Non-Opioid Reinforcing Analgesics: Cannabinoid

In addition to consideration of opioids, NSAIDS, and corticosteroid classes of medications, Gutierrez and colleagues [54] have compared the self-administration pattern of a selective agonist for the cannabinoid 2 receptor in neuropathic rats versus two distinct controls, sham-operated and naïve rats. Following the development of tactile allodynia, the rats were placed in daily sessions over 4 days where they could bar press either of two levers. Pressing one of the levers does not result in any outcome, pressing the other lever resulted in an intravenous infusion of the CB2 receptor agonist (R, S)-AM1241. Unlike the opioid analgesics, but similar to NSAID analgesics, normal rats did not develop a preference for either lever. Neuropathic rats, however, showed lever-pressing preference for (R, S)-AM1241 i.v. delivery (but not vehicle), which alleviated tactile hypersensitivity measured following conclusion of each session. These data suggest that the lever pressing responses in neuropathic rats could be associated with the analgesic response of (R, S)-AM1241 delivery. An important observation noted in this study was that sham-operated rats (a common control for nerve injury models) also displayed active lever discrimination for intravenous (R, S)-AM1241. It is not very common for studies to include both naïve and sham-operated controls and so these findings are important for consideration of what the sham-operated control may represent. Sham-operated controls receive the same experience as nerve-injured rats in terms of anesthesia, incision, and all mechanical aspects of the surgery except the nerve injury itself.

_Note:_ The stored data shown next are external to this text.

//! # YAML Ingestion Pipeline
//!
//! Two ingestion modes produce a [`ResourceSet`]:
//!
//! - **Multi-document file mode**: one `.yaml` file, documents split on
//!   `---` boundaries, each discriminated by its `kind` header.
//! - **Folder mode** (preferred): a stack folder with `stack.yaml` at the
//!   root and `services/<name>/` subfolders, each holding `service.yaml`
//!   plus component documents. Components inherit `metadata.stack` and
//!   `metadata.service` from their containing folder.
//!
//! Parsing is two-phase per document: a header probe reads
//! `apiVersion`/`kind`/`metadata`/`dependsOn`, then the kind-specific
//! decoder populates the spec and rejects unknown fields.
//!
//! `${...}` interpolation runs over the raw text before parsing; references
//! to component outputs stay textual until reconcile time (see
//! [`interpolate`]).

mod folder;
mod interpolate;
mod refs;

pub use folder::parse_stack_folder;
pub use interpolate::{interpolate, resolve_output_refs, VarScope};
pub use refs::extract_implicit_refs;

use std::collections::BTreeMap;
use std::path::{Path, PathBuf};

use serde::Deserialize;
use sha2::{Digest, Sha256};
use thiserror::Error;

use crate::schema::{ComponentSpec, Kind, Metadata, Resource};

// ============================================================================
// PARSE ERROR
// ============================================================================

/// Configuration-time parse failure; never retried
#[derive(Debug, Error)]
pub enum ParseError {
    #[error("failed to read {}: {source}", path.display())]
    Io {
        path: PathBuf,
        #[source]
        source: std::io::Error,
    },

    #[error("invalid YAML in {}: {source}", path.display())]
    Yaml {
        path: PathBuf,
        #[source]
        source: serde_yaml::Error,
    },

    #[error("unknown kind '{kind}' in {}", path.display())]
    UnknownKind { path: PathBuf, kind: String },

    #[error("invalid {kind} spec in {}: {source}", path.display())]
    InvalidSpec {
        path: PathBuf,
        kind: Kind,
        #[source]
        source: serde_yaml::Error,
    },

    #[error("stack folder {} has no stack.yaml", path.display())]
    MissingStackFile { path: PathBuf },

    #[error("service folder {} has no service.yaml", path.display())]
    MissingServiceFile { path: PathBuf },

    #[error("{} contains more than one Stack document", path.display())]
    MultipleStacks { path: PathBuf },

    #[error("no Stack document found in the input")]
    NoStack,

    #[error("unresolved variable ${{{name}}} in {}", path.display())]
    UnresolvedVariable { name: String, path: PathBuf },

    #[error("invalid --var override '{0}': expected KEY=VALUE")]
    InvalidOverride(String),
}

// ============================================================================
// RESOURCE SET
// ============================================================================

/// The fully parsed desired state of one stack
#[derive(Debug, Clone)]
pub struct ResourceSet {
    /// The single Stack document
    pub stack: Resource,
    /// Service documents, folder order
    pub services: Vec<Resource>,
    /// Component documents, folder order
    pub components: Vec<Resource>,
    /// Effective stack-level variables (after `--var` overrides)
    pub variables: BTreeMap<String, String>,
    /// SHA-256 over the sorted source file contents
    pub source_checksum: String,
}

impl ResourceSet {
    /// Stack name from the Stack document's metadata
    pub fn stack_name(&self) -> &str {
        &self.stack.metadata.name
    }

    /// Look up a component by name
    pub fn component(&self, name: &str) -> Option<&Resource> {
        self.components.iter().find(|c| c.name() == name)
    }

    /// All component names, document order
    pub fn component_names(&self) -> Vec<&str> {
        self.components.iter().map(|c| c.name()).collect()
    }

    /// Variables of one service document, if it declares any
    pub fn service_variables(&self, service: &str) -> BTreeMap<String, String> {
        self.services
            .iter()
            .find(|s| s.name() == service)
            .and_then(|s| match &s.spec {
                ComponentSpec::Service(spec) => Some(spec.variables.clone()),
                _ => None,
            })
            .unwrap_or_default()
    }
}

// ============================================================================
// DOCUMENT DECODING
// ============================================================================

/// Raw document shape read in phase one
#[derive(Debug, Deserialize)]
#[serde(rename_all = "camelCase", deny_unknown_fields)]
struct RawDocument {
    #[serde(default)]
    api_version: Option<String>,
    kind: String,
    metadata: Metadata,
    #[serde(default)]
    depends_on: Vec<String>,
    #[serde(default)]
    spec: serde_yaml::Value,
}

/// Decode a single YAML document value into a typed [`Resource`]
fn decode_document(value: serde_yaml::Value, path: &Path) -> Result<Resource, ParseError> {
    let raw: RawDocument = serde_yaml::from_value(value).map_err(|source| ParseError::Yaml {
        path: path.to_path_buf(),
        source,
    })?;

    let kind: Kind = raw.kind.parse().map_err(|_| ParseError::UnknownKind {
        path: path.to_path_buf(),
        kind: raw.kind.clone(),
    })?;

    let spec_value = if raw.spec.is_null() {
        serde_yaml::Value::Mapping(Default::default())
    } else {
        raw.spec
    };
    let spec = ComponentSpec::decode(kind, spec_value).map_err(|source| ParseError::InvalidSpec {
        path: path.to_path_buf(),
        kind,
        source,
    })?;

    Ok(Resource {
        api_version: raw
            .api_version
            .unwrap_or_else(|| default_api_version(kind).to_string()),
        kind,
        metadata: raw.metadata,
        depends_on: raw.depends_on,
        spec,
    })
}

/// Symbolic apiVersion used when a document omits one
fn default_api_version(kind: Kind) -> &'static str {
    match kind {
        Kind::Stack | Kind::Service => "core.panka.io/v1",
        _ => "components.panka.io/v1",
    }
}

/// Parse a multi-document YAML string into resources
///
/// Enforces the one-Stack-per-file rule; empty documents are skipped.
pub fn parse_documents(text: &str, path: &Path) -> Result<Vec<Resource>, ParseError> {
    let mut resources = Vec::new();
    let mut stack_count = 0usize;

    for document in serde_yaml::Deserializer::from_str(text) {
        let value = serde_yaml::Value::deserialize(document).map_err(|source| ParseError::Yaml {
            path: path.to_path_buf(),
            source,
        })?;
        if value.is_null() {
            continue;
        }
        let resource = decode_document(value, path)?;
        if resource.kind == Kind::Stack {
            stack_count += 1;
            if stack_count > 1 {
                return Err(ParseError::MultipleStacks {
                    path: path.to_path_buf(),
                });
            }
        }
        resources.push(resource);
    }

    Ok(resources)
}

/// Parse a standalone multi-document file into a [`ResourceSet`]
///
/// The file must contain exactly one Stack document; Services and
/// components may appear in any order. Components inherit
/// `metadata.stack` (and `metadata.service` from a preceding Service
/// document when not set explicitly).
pub fn parse_stack_file(
    path: &Path,
    overrides: &BTreeMap<String, String>,
) -> Result<ResourceSet, ParseError> {
    let raw = std::fs::read_to_string(path).map_err(|source| ParseError::Io {
        path: path.to_path_buf(),
        source,
    })?;

    // First pass without interpolation to find the stack variables.
    let preliminary = parse_documents(&raw, path)?;
    let stack = preliminary
        .iter()
        .find(|r| r.kind == Kind::Stack)
        .ok_or(ParseError::NoStack)?;
    let stack_vars = match &stack.spec {
        ComponentSpec::Stack(spec) => spec.variables.clone(),
        _ => BTreeMap::new(),
    };
    let mut variables = stack_vars.clone();
    for (k, v) in overrides {
        variables.insert(k.clone(), v.clone());
    }

    let service_vars = BTreeMap::new();
    let cross_service = BTreeMap::new();
    let scope = VarScope::new(&variables, &service_vars, &cross_service);
    let interpolated = interpolate(&raw, &scope, path)?;
    let documents = parse_documents(&interpolated, path)?;

    let mut set = ResourceSet {
        stack: documents
            .iter()
            .find(|r| r.kind == Kind::Stack)
            .cloned()
            .ok_or(ParseError::NoStack)?,
        services: Vec::new(),
        components: Vec::new(),
        variables,
        source_checksum: checksum(&[raw.as_str()]),
    };

    let stack_name = set.stack.metadata.name.clone();
    let mut current_service: Option<String> = None;
    for mut resource in documents {
        match resource.kind {
            Kind::Stack => {}
            Kind::Service => {
                resource.metadata.stack.get_or_insert(stack_name.clone());
                current_service = Some(resource.metadata.name.clone());
                set.services.push(resource);
            }
            _ => {
                resource.metadata.stack.get_or_insert(stack_name.clone());
                if resource.metadata.service.is_none() {
                    resource.metadata.service = current_service.clone();
                }
                set.components.push(resource);
            }
        }
    }

    Ok(set)
}

/// Parse `--var KEY=VALUE` pairs into an override map
pub fn parse_overrides(pairs: &[String]) -> Result<BTreeMap<String, String>, ParseError> {
    let mut map = BTreeMap::new();
    for pair in pairs {
        let (key, value) = pair
            .split_once('=')
            .ok_or_else(|| ParseError::InvalidOverride(pair.clone()))?;
        if key.is_empty() {
            return Err(ParseError::InvalidOverride(pair.clone()));
        }
        map.insert(key.to_string(), value.to_string());
    }
    Ok(map)
}

/// SHA-256 hex digest over source contents, sorted by the caller
pub(crate) fn checksum(contents: &[&str]) -> String {
    let mut hasher = Sha256::new();
    for chunk in contents {
        hasher.update(chunk.as_bytes());
    }
    hex::encode(hasher.finalize())
}

// ============================================================================
// TESTS
// ============================================================================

One might expect that there should be an aspect of postoperative pain that may not be detected in the standard reflex measurements and may (or may not) persist into the time of self-administration experimentation. We have similarly observed [38] an effect on self-administration in sham-operated subjects that may be interpreted as intermediate between nerve injured and naïve subjects. The primary importance of the contribution of Gutierrez and colleagues is to demonstrate that, like other non-opioid analgesic agents, the CB2 selective receptor agonist induced a lever preference that appears to be closely associated with analgesic benefit.

Conclusion

A prevalent observation from this review of over three decades of research appears to be that responding for opioids is different in subjects with chronic pain than subjects without chronic pain. As described above, that theme is observed repeatedly in many different experiments, across species, and pain-inducing conditions. These observations call for much greater investigation of opioid responding under conditions of chronic pain, identification and full characterization of the CNS altered systems so that the appropriate context can be considered when developing and optimizing patient pain management protocols. Currently, the discourse on patient response to opioid analgesics is primarily informed by our extensive decades-old literature on patient, nonhuman primate, and rodent responding to opioids under presumed pain-free conditions. Consideration of any alteration in the responding of chronic pain patients to opioid analgesics relative to the pain free human population has been acknowledged clinically for decades [24], but is eclipsed by our immensely greater knowledge and appropriate concern regarding the addictive properties of opioids in people without established chronic pain conditions. Second, experimental subjects with induced persistent pain, in many cases, appear to intentionally self-administer or seek the state of pain relief whether achieved by opioid or non-opioid analgesics. In other cases, opioid responding is diminished. This may be due to alterations in the reward pathways as is discussed further in this volume by Narita and colleagues in Chap. 4 of this volume. The general consensus of the literature reviewed here is that pain relief is reinforcing or motivational. It is essential to significantly expand our consideration of the alterations in subjects’ responding for opioid and other analgesics under diverse states of chronic pain in order to more fully address this public health concern from a scientific and objective platform.